Exercise prompt:
Write the line that contains "let mut auth_info = Vec::new();" and each one after it, word for word, ending with the final line of the data.

↓

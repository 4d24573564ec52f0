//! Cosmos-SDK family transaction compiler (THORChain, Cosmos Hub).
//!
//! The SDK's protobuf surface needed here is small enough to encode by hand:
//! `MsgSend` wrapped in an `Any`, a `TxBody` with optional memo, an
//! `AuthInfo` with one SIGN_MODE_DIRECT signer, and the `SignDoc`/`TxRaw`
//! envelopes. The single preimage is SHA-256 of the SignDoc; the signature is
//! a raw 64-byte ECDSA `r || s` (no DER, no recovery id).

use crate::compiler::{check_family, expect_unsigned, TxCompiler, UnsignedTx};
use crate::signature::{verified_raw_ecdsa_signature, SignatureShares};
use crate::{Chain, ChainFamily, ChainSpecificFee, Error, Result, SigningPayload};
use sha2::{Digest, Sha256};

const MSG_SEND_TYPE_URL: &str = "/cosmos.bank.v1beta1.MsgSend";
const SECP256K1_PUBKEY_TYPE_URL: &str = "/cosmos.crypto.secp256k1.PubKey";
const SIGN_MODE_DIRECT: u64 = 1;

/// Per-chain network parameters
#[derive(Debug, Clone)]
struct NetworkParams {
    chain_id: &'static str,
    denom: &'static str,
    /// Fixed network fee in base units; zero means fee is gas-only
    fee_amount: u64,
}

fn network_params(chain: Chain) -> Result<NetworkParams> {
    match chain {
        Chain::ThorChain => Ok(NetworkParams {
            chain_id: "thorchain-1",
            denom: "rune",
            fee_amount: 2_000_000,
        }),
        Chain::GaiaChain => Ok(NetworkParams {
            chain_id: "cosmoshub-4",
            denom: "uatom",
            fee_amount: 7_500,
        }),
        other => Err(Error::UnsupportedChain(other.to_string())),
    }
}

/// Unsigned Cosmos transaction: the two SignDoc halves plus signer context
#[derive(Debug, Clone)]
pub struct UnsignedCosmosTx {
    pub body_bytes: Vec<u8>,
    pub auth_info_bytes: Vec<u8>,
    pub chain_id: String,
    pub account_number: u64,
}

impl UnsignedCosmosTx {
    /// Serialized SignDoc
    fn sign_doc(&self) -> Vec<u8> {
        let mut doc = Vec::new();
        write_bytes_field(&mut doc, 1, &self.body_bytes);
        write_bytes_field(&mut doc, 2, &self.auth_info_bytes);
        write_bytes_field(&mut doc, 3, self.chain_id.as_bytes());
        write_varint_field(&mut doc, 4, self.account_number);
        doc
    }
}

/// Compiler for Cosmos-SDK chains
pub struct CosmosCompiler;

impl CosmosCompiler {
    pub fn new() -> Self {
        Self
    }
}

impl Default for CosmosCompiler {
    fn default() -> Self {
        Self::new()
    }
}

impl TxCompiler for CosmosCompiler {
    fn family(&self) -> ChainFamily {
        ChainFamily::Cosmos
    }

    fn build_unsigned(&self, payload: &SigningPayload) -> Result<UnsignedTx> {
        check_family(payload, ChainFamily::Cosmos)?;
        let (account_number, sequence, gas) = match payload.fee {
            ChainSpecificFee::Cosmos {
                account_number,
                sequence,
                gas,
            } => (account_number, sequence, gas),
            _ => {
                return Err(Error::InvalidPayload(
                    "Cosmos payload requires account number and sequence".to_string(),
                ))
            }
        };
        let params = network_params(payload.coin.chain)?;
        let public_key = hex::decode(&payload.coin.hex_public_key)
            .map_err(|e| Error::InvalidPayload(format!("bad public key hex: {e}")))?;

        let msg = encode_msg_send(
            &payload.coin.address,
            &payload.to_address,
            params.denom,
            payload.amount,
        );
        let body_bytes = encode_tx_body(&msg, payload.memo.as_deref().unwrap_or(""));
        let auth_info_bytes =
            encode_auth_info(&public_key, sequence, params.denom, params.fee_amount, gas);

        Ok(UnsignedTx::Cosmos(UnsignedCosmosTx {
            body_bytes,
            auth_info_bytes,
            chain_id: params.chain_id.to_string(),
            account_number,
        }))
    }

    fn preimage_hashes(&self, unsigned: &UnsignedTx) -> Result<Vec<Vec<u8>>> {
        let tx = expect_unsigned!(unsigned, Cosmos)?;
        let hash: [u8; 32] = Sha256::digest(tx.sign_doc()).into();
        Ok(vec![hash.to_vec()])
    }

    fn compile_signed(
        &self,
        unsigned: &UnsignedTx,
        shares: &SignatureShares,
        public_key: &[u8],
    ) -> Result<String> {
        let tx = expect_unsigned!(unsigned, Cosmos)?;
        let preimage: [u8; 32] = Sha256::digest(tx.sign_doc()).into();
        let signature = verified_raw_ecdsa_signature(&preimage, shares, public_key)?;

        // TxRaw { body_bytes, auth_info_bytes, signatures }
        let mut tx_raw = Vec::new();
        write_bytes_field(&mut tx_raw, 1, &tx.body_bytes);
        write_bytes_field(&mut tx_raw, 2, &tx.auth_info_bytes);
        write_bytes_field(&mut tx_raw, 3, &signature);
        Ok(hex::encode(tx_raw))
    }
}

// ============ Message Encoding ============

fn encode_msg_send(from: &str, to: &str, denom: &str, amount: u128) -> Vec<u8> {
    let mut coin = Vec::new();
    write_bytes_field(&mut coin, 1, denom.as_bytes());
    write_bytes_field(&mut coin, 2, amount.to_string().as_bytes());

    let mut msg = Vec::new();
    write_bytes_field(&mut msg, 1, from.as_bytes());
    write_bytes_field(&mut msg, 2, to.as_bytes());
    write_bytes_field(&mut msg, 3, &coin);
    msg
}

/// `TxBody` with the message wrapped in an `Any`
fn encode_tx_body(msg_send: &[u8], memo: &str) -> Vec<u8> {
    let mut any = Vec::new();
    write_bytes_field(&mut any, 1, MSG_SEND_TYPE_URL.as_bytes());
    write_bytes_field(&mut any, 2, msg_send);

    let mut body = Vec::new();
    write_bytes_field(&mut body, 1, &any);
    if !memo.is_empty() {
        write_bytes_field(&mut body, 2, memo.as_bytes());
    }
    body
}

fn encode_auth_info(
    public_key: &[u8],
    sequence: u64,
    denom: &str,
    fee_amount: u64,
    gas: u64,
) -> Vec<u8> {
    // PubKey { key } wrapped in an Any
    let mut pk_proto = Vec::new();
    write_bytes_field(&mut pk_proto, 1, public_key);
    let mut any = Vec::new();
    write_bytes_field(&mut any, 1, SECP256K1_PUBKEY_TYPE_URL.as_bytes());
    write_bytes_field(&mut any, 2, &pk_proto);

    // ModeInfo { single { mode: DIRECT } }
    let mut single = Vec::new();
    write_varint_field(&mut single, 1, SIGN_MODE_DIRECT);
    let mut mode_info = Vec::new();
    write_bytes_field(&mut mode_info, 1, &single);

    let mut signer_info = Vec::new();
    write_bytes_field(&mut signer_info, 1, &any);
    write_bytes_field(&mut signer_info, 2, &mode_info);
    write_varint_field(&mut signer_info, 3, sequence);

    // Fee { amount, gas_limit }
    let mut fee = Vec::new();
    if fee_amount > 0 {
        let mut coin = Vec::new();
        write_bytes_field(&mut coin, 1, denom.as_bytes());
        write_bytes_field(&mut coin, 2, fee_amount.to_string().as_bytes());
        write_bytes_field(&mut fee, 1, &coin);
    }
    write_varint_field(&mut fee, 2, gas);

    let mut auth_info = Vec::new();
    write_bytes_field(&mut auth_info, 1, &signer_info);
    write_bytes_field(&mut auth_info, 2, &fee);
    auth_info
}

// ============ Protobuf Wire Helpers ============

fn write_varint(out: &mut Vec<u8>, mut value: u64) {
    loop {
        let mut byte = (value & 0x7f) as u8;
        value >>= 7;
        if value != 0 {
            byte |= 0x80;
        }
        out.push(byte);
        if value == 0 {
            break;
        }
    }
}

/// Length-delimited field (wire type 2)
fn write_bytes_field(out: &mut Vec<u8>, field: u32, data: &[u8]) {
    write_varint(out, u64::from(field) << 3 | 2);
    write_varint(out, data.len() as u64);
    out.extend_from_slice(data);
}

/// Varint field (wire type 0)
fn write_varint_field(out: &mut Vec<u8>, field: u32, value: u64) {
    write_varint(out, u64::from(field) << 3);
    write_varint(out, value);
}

↑

Exercise result:
    let mut auth_info = Vec::new();
    write_bytes_field(&mut auth_info, 1, &signer_info);
    write_bytes_field(&mut auth_info, 2, &fee);
    auth_info
}

// ============ Protobuf Wire Helpers ============

fn write_varint(out: &mut Vec<u8>, mut value: u64) {
    loop {
        let mut byte = (value & 0x7f) as u8;
        value >>= 7;
        if value != 0 {
            byte |= 0x80;
        }
        out.push(byte);
        if value == 0 {
            break;
        }
    }
}

/// Length-delimited field (wire type 2)
fn write_bytes_field(out: &mut Vec<u8>, field: u32, data: &[u8]) {
    write_varint(out, u64::from(field) << 3 | 2);
    write_varint(out, data.len() as u64);
    out.extend_from_slice(data);
}

/// Varint field (wire type 0)
fn write_varint_field(out: &mut Vec<u8>, field: u32, value: u64) {
    write_varint(out, u64::from(field) << 3);
    write_varint(out, value);
}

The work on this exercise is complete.